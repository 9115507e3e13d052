use fscache::*;

use crate::support::{cache_over, cache_with, wide, MemBackend};

fn usr_tree() -> std::sync::Arc<MemBackend> {
    let backend = MemBackend::new();
    backend.write("/usr/Include/Stdio.h", 120);
    backend.write("/usr/Include/sys/types.h", 40);
    backend.write("/usr/lib/libc.so", 4096);
    backend
}

#[test]
fn resolves_case_insensitively_and_keeps_disk_names() {
    let backend = usr_tree();
    let cache = cache_over(&backend, CacheFlags::empty());

    let upper = cache.lookup("/USR/INCLUDE/STDIO.H").unwrap();
    let lower = cache.lookup("/usr/include/stdio.h").unwrap();
    assert_eq!(upper, lower);
    assert_eq!(cache.kind(upper).unwrap(), ObjKind::File);
    assert_eq!(cache.full_path(upper).unwrap(), "/usr/Include/Stdio.h");
    assert_eq!(cache.info(upper).unwrap().name, "Stdio.h");

    cache.release(upper).unwrap();
    cache.release(lower).unwrap();
}

#[test]
fn repeated_lookup_is_a_path_hit() {
    let backend = usr_tree();
    let cache = cache_over(&backend, CacheFlags::empty());

    let first = cache.lookup("/usr/lib/libc.so").unwrap();
    let reads = backend.read_dir_count();
    let walks = cache.stats().walk_hits;

    let second = cache.lookup("/usr/lib/libc.so").unwrap();
    assert_eq!(first, second);
    let stats = cache.stats();
    assert_eq!(stats.walk_hits, walks);
    assert_eq!(stats.path_hits, 1);
    assert_eq!(stats.lookups, 2);
    assert_eq!(backend.read_dir_count(), reads);
}

#[test]
fn spellings_get_separate_entries_for_one_object() {
    let backend = usr_tree();
    let cache = cache_over(&backend, CacheFlags::empty());

    let plain = cache.lookup("/usr/include/stdio.h").unwrap();
    let doubled = cache.lookup("/usr//include/./stdio.h").unwrap();
    let backslashed = cache.lookup("\\usr\\include\\stdio.h").unwrap();
    assert_eq!(plain, doubled);
    assert_eq!(plain, backslashed);
    assert_eq!(cache.stats().narrow_paths, 3);
}

#[test]
fn walk_errors_are_specific() {
    let backend = usr_tree();
    let cache = cache_over(&backend, CacheFlags::empty());

    assert_eq!(cache.lookup("/usr/nope/x.h"), Err(LookupError::PathCompNotFound));
    assert_eq!(cache.lookup("/usr/include/nope.h"), Err(LookupError::PathCompNotFound));
    assert_eq!(
        cache.lookup("/usr/include/stdio.h/x"),
        Err(LookupError::PathCompNotDir)
    );
    assert_eq!(cache.lookup("/usr/include/stdio.h/"), Err(LookupError::NotDir));
    assert_eq!(cache.lookup("C:\\Windows"), Err(LookupError::Unsupported));
    assert_eq!(cache.lookup("\\\\server\\share\\x"), Err(LookupError::Unsupported));

    let long = format!("/{}", "a/".repeat(DEFAULT_MAX_PATH));
    assert_eq!(cache.lookup(&long), Err(LookupError::PathTooLong));
    let component = format!("/usr/{}", "x".repeat(DEFAULT_MAX_COMPONENT + 1));
    assert_eq!(cache.lookup(&component), Err(LookupError::PathTooLong));
}

#[test]
fn trailing_separator_accepts_directories() {
    let backend = usr_tree();
    let cache = cache_over(&backend, CacheFlags::empty());

    let dir = cache.lookup("/usr/include/").unwrap();
    assert_eq!(cache.kind(dir).unwrap(), ObjKind::Directory);
    assert_eq!(cache.full_path(dir).unwrap(), "/usr/Include");

    let anchor = cache.lookup("/").unwrap();
    assert_eq!(cache.kind(anchor).unwrap(), ObjKind::Directory);
    assert_eq!(cache.full_path(anchor).unwrap(), "/");
}

#[test]
fn dotdot_moves_up_and_stops_at_the_anchor() {
    let backend = usr_tree();
    let cache = cache_over(&backend, CacheFlags::empty());

    let via_parent = cache.lookup("/usr/include/../lib/libc.so").unwrap();
    let direct = cache.lookup("/usr/lib/libc.so").unwrap();
    assert_eq!(via_parent, direct);

    let above_root = cache.lookup("/../../usr").unwrap();
    assert_eq!(cache.full_path(above_root).unwrap(), "/usr");
}

#[test]
fn relative_paths_resolve_against_base_dir() {
    let backend = usr_tree();
    let cache = cache_with(&backend, CacheConfig::default().base_dir("/usr/include"));

    let header = cache.lookup("sys/types.h").unwrap();
    assert_eq!(cache.full_path(header).unwrap(), "/usr/Include/sys/types.h");

    let lib = cache.lookup("../lib/libc.so").unwrap();
    assert_eq!(cache.full_path(lib).unwrap(), "/usr/lib/libc.so");

    let base = cache.lookup("").unwrap();
    assert_eq!(cache.full_path(base).unwrap(), "/usr/Include");
}

#[test]
fn wide_lookups_share_objects_but_not_entries() {
    let backend = usr_tree();
    let cache = cache_over(&backend, CacheFlags::empty());

    let narrow = cache.lookup("/usr/include/stdio.h").unwrap();
    let wide_handle = cache.lookup_wide(&wide("/usr/include/stdio.h")).unwrap();
    assert_eq!(narrow, wide_handle);
    assert_eq!(
        cache.full_path_wide(wide_handle).unwrap(),
        wide("/usr/Include/Stdio.h")
    );

    let stats = cache.stats();
    assert_eq!(stats.narrow_paths, 1);
    assert_eq!(stats.wide_paths, 1);

    let again = cache.lookup_wide(&wide("/usr/include/stdio.h")).unwrap();
    assert_eq!(again, narrow);
    assert_eq!(cache.stats().path_hits, 1);

    let lone_surrogate = [u16::from(b'/'), 0xD800];
    assert_eq!(
        cache.lookup_wide(&lone_surrogate),
        Err(LookupError::AnsiConversionError)
    );
}

#[test]
fn short_names_match_and_build_short_paths() {
    let backend = MemBackend::new();
    backend.write("/Program Files/Tool/app.exe", 1);
    backend.set_short_name("/Program Files", "PROGRA~1");
    let cache = cache_over(&backend, CacheFlags::empty());

    let app = cache.lookup("/progra~1/tool/APP.EXE").unwrap();
    assert_eq!(cache.full_path(app).unwrap(), "/Program Files/Tool/app.exe");
    assert_eq!(cache.short_path(app).unwrap(), "/PROGRA~1/Tool/app.exe");

    let dir = cache.lookup("/Program Files").unwrap();
    let info = cache.info(dir).unwrap();
    assert_eq!(info.short_name.as_deref(), Some("PROGRA~1"));
}

#[test]
fn case_sensitive_flag_compares_exactly() {
    let backend = usr_tree();
    let cache = cache_over(&backend, CacheFlags::CASE_SENSITIVE);

    assert_eq!(cache.lookup("/USR"), Err(LookupError::PathCompNotFound));
    let exact = cache.lookup("/usr/Include/Stdio.h").unwrap();
    assert_eq!(cache.kind(exact).unwrap(), ObjKind::File);
}

#[test]
fn large_directories_stay_resolvable_once_indexed() {
    let backend = MemBackend::new();
    for i in 0..100 {
        backend.touch(&format!("/big/File{i:03}.c"));
    }
    let config = CacheConfig::default().base_dir("/").child_hash_threshold(4);
    let cache = cache_with(&backend, config);

    for i in (0..100).rev() {
        let handle = cache.lookup(&format!("/BIG/file{i:03}.C")).unwrap();
        assert_eq!(
            cache.full_path(handle).unwrap(),
            format!("/big/File{i:03}.c")
        );
    }
    assert_eq!(cache.lookup("/big/file100.c"), Err(LookupError::PathCompNotFound));
    assert_eq!(cache.stats().populations, 2);
}

#[test]
fn folding_collisions_keep_the_first_entry() {
    let backend = MemBackend::new();
    backend.touch("/src/Makefile");
    backend.touch("/src/makefile");
    let cache = cache_over(&backend, CacheFlags::empty());

    let handle = cache.lookup("/src/MAKEFILE").unwrap();
    assert_eq!(cache.full_path(handle).unwrap(), "/src/Makefile");
    assert_eq!(cache.stats().name_collisions, 1);
}

#[test]
fn other_entries_are_classified() {
    let backend = MemBackend::new();
    backend.add_other("/dev/null");
    let cache = cache_over(&backend, CacheFlags::empty());

    let handle = cache.lookup("/dev/null").unwrap();
    assert_eq!(cache.kind(handle).unwrap(), ObjKind::Other);
}

#[test]
fn unreadable_directory_is_a_read_error_and_not_cached() {
    let backend = usr_tree();
    backend.deny("/usr/lib");
    let cache = cache_over(&backend, CacheFlags::MISSING_PATHS);

    assert_eq!(cache.lookup("/usr/lib/libc.so"), Err(LookupError::DirReadError));
    assert_eq!(cache.lookup("/usr/lib/libc.so"), Err(LookupError::DirReadError));
    assert_eq!(cache.stats().narrow_paths, 0);
    assert_eq!(cache.stats().path_hits, 0);
}

#[test]
fn stat_is_lazy_and_cached() {
    let backend = usr_tree();
    let cache = cache_over(&backend, CacheFlags::MISSING_OBJECTS);

    let lib = cache.lookup("/usr/lib/libc.so").unwrap();
    assert_eq!(backend.stat_count(), 0);
    assert_eq!(cache.stat(lib).unwrap().size, 4096);
    assert_eq!(cache.stat(lib).unwrap().size, 4096);
    assert_eq!(backend.stat_count(), 1);

    let missing = cache.lookup("/usr/lib/libm.so").unwrap();
    assert_eq!(cache.stat(missing), Err(LookupError::NotFound));
}

#[test]
fn volume_boundaries_requery_flags() {
    let backend = MemBackend::with_volume(VolumeFlags::DIR_MTIME_TRACKS_CHILDREN);
    backend.touch("/mnt/usb/readme.txt");
    backend.mount("/mnt/usb", 7, VolumeFlags::SHORT_NAMES);
    let cache = cache_over(&backend, CacheFlags::empty());

    let file = cache.lookup("/mnt/usb/readme.txt").unwrap();
    assert_eq!(cache.info(file).unwrap().volume, VolumeFlags::SHORT_NAMES);
    let usb = cache.lookup("/mnt/usb").unwrap();
    assert_eq!(cache.info(usb).unwrap().volume, VolumeFlags::SHORT_NAMES);
    let mnt = cache.lookup("/mnt").unwrap();
    assert_eq!(cache.info(mnt).unwrap().volume, VolumeFlags::DIR_MTIME_TRACKS_CHILDREN);
}

#[test]
fn paths_longer_than_sixty_four_kib_resolve() {
    let backend = MemBackend::new();
    let component = "x".repeat(25_000);
    let path = format!("/{component}/{component}/{component}");
    backend.touch(&path);
    let config = CacheConfig {
        max_path: 80_000,
        max_component: 30_000,
        ..CacheConfig::default().base_dir("/")
    };
    let cache = cache_with(&backend, config);

    let handle = cache.lookup(&path).unwrap();
    assert_eq!(cache.kind(handle).unwrap(), ObjKind::File);
    assert_eq!(cache.full_path(handle).unwrap(), path);
    assert_eq!(cache.lookup(&path).unwrap(), handle);
}

#[test]
fn overlong_listing_entries_are_skipped_not_counted_as_collisions() {
    let backend = MemBackend::new();
    backend.touch("/d/ok.c");
    let overlong = format!("/d/{}", "n".repeat(300));
    backend.touch(&overlong);
    backend.set_short_name(&overlong, "NNNNNN~1");
    backend.touch("/d/also.c");
    let cache = cache_over(&backend, CacheFlags::empty());

    assert!(cache.lookup("/d/ok.c").is_ok());
    assert!(cache.lookup("/d/also.c").is_ok());
    assert_eq!(cache.lookup("/d/nnnnnn~1"), Err(LookupError::PathCompNotFound));
    assert_eq!(cache.lookup(&overlong), Err(LookupError::PathTooLong));
    assert_eq!(cache.stats().name_collisions, 0);
}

- - -

Every line above with the string "touch" in it should be copied into the answer.

        backend.touch(&format!("/big/File{i:03}.c"));
    backend.touch("/src/Makefile");
    backend.touch("/src/makefile");
    backend.touch("/mnt/usb/readme.txt");
    backend.touch(&path);
    backend.touch("/d/ok.c");
    backend.touch(&overlong);
    backend.touch("/d/also.c");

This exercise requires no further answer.